History of Cities: Skylines
Cities: Skylines took up where EA left off with the 2013 version of SimCity and ran with it. It has received a steady stream of expansions and updates since its initial release in 2015, keeping it relevant. Personally, I still use it frequently. Some are calling for the release of a true sequel, but I’m not sure if I can count this as a sequel with so minimal changes. Let’s see what is next for this game series to come. It’s quite extensive.
Cities: Skylines Release Date and Pricing
This addition to Cities: Skylines now makes now the game available on the latest consoles and the PC. Cities: Skylines – Remastered released on February 15, 2023, for the PlayStation 5 and Xbox Series X and Series S.
It’s a free upgrade for PS4 and Xbox One owners, including all DLC and expansions up to and including Cities: Skylines Airports, which was released this time last year. Cities: Skylines remastered’s remaining DLC will be released in the coming months. If you’re new to the game, it’ll set you back $39.99. If you are trying to play this new addition on Xbox, you can also get this for free through Game Pass.
Cities: Skylines has long been one of the best city management simulations for Windows PCs, and its console port was truly outstanding. The game is now free of the constraints of the previous generation and will be able to take advantage of the increased power of the Xbox Series X|S and PlayStation 5 consoles. For many, this is enough to propel the game back to the top of the best Xbox games available right now.
Novice players will discover an enormously immersive game that has been painstakingly created over the last 8 years, to what is very much a next-gen release at an amazing price, while devoted fans will discover that their favorite city builder has gotten even better.
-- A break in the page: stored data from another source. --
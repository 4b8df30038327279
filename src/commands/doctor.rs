// Copyright (c) AlphaVelocity.
// All rights reserved.
//
// This source code is licensed under the license found in the
// LICENSE file in the root directory of this source tree.

use crate::error::Result;
use crate::reports;
use crate::utils::{get_base_currency, pretty_table};
use rusqlite::Connection;
use serde::Serialize;
use tracing::warn;

#[derive(Debug, Clone, PartialEq, Eq, Serialize)]
pub struct Issue {
    pub kind: &'static str,
    pub detail: String,
}

const DOCUMENT_TABLES: &[(&str, &str)] = &[
    ("sale", "sales"),
    ("purchase", "purchases"),
    ("expense", "expenses"),
    ("income", "incomes"),
];

fn collect(
    conn: &Connection,
    kind: &'static str,
    sql: &str,
    out: &mut Vec<Issue>,
) -> Result<()> {
    let mut stmt = conn.prepare(sql)?;
    let mut cur = stmt.query([])?;
    while let Some(r) = cur.next()? {
        let detail: String = r.get(0)?;
        out.push(Issue { kind, detail });
    }
    Ok(())
}

/// Runs every consistency check and returns what it found.
pub fn find_issues(conn: &Connection) -> Result<Vec<Issue>> {
    let mut issues = Vec::new();

    let tb = reports::trial_balance(conn, None)?;
    if !tb.balanced {
        issues.push(Issue {
            kind: "unbalanced_ledger",
            detail: format!("debits {} vs credits {}", tb.total_debit, tb.total_credit),
        });
    }

    for (reference, table) in DOCUMENT_TABLES {
        collect(
            conn,
            "unposted_document",
            &format!(
                "SELECT '{reference} #' || d.id FROM {table} d
                 WHERE d.deleted_at IS NULL AND NOT EXISTS (
                     SELECT 1 FROM journal_entries j
                     WHERE j.reference_type='{reference}' AND j.reference_id=d.id)"
            ),
            &mut issues,
        )?;
        collect(
            conn,
            "orphan_posting",
            &format!(
                "SELECT DISTINCT '{reference} #' || j.reference_id FROM journal_entries j
                 LEFT JOIN {table} d ON d.id = j.reference_id
                 WHERE j.reference_type='{reference}' AND (d.id IS NULL OR d.deleted_at IS NOT NULL)"
            ),
            &mut issues,
        )?;
    }

    collect(
        conn,
        "negative_stock",
        "SELECT sku || ' (' || stock_qty || ')' FROM products WHERE CAST(stock_qty AS REAL) < 0",
        &mut issues,
    )?;

    let base = get_base_currency(conn)?;
    let mut stmt = conn.prepare(
        "SELECT name || ' (' || currency || ')' FROM accounts WHERE deleted_at IS NULL AND currency != ?1",
    )?;
    let mut cur = stmt.query([&base])?;
    while let Some(r) = cur.next()? {
        issues.push(Issue {
            kind: "foreign_currency_account",
            detail: r.get(0)?,
        });
    }

    for issue in &issues {
        warn!(kind = issue.kind, detail = %issue.detail, "doctor");
    }
    Ok(issues)
}

pub fn handle(conn: &Connection) -> anyhow::Result<()> {
    let issues = find_issues(conn)?;
    if issues.is_empty() {
        println!("✅ doctor: no issues found");
    } else {
        let rows = issues
            .into_iter()
            .map(|i| vec![i.kind.to_string(), i.detail])
            .collect();
        println!("{}", pretty_table(&["Issue", "Detail"], rows));
    }
    Ok(())
}
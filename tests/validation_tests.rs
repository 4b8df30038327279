// Copyright (c) AlphaVelocity.
// All rights reserved.
//
// This source code is licensed under the license found in the
// LICENSE file in the root directory of this source tree.

use chrono::NaiveDate;
use rust_decimal::Decimal;
use tillbook::error::BookError;
use tillbook::models::{AccountDraft, AccountType, LeadDraft, LeadStatus, SaleDraft};
use tillbook::repo::Draft;
use tillbook::validation::Violations;

fn message(err: BookError) -> String {
    match err {
        BookError::Validation(msg) => msg,
        other => panic!("expected validation error, got {:?}", other),
    }
}

#[test]
fn all_violations_are_reported_together() {
    let mut v = Violations::new();
    v.not_blank("name", "  ")
        .positive("amount", Decimal::ZERO)
        .currency("currency", "usd");
    let msg = message(v.into_result().unwrap_err());
    assert_eq!(
        msg,
        "name must not be empty; amount must be positive; currency must be a 3-letter ISO code, got 'usd'"
    );
}

#[test]
fn clean_draft_passes() {
    let mut v = Violations::new();
    v.not_blank("name", "Till")
        .max_len("name", "Till", 10)
        .non_negative("price", Decimal::ZERO)
        .email("email", Some("a@b.io"))
        .email("email", None);
    assert!(v.into_result().is_ok());
}

#[test]
fn email_shape_is_checked() {
    for bad in ["nobody", "@x.com", "a@com", "a@.com"] {
        let mut v = Violations::new();
        v.email("email", Some(bad));
        assert!(v.into_result().is_err(), "{} should be rejected", bad);
    }
}

#[test]
fn account_draft_rejects_cash_flag_off_assets() {
    let draft = AccountDraft {
        name: "Sales".into(),
        r#type: AccountType::Revenue,
        currency: "USD".into(),
        active: true,
        cash: true,
    };
    assert!(matches!(draft.validate(), Err(BookError::Validation(_))));
}

#[test]
fn credit_sale_needs_a_customer() {
    let draft = SaleDraft {
        date: NaiveDate::from_ymd_opt(2025, 3, 1).unwrap(),
        contact_id: None,
        product_id: None,
        quantity: Decimal::ONE,
        amount: Decimal::new(1000, 2),
        paid: false,
        note: None,
    };
    let msg = message(draft.validate().unwrap_err());
    assert!(msg.contains("credit sales need a customer"));
}

#[test]
fn lead_status_converted_cannot_be_set_directly() {
    let draft = LeadDraft {
        name: "Prospect".into(),
        email: None,
        company: None,
        status: LeadStatus::Converted,
    };
    assert!(matches!(draft.validate(), Err(BookError::Validation(_))));
}

#[test]
fn unknown_enum_text_is_a_validation_error() {
    let err = "bank".parse::<AccountType>().unwrap_err();
    assert_eq!(message(err), "unknown account type 'bank'");
    assert_eq!(" Asset ".parse::<AccountType>().unwrap(), AccountType::Asset);
}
Even the most ardent fans won’t feel like they’re missing anything because the game is compatible with an incredible 10 of the total 11 DLCs available at launch, and the most recent Plaza and Promenade DLC will undoubtedly be added before you’ve even begun to play those enlarged 25 titles.
The gameplay and graphics of this new version are enough to make this a Must-Have in my collection, the overall rating this game deserves right now is a 4 out of 5, saying “Cities: Skyline is still the king of City Building Simulators ” keeping the Engagement, sound, value, and gameplay in mind.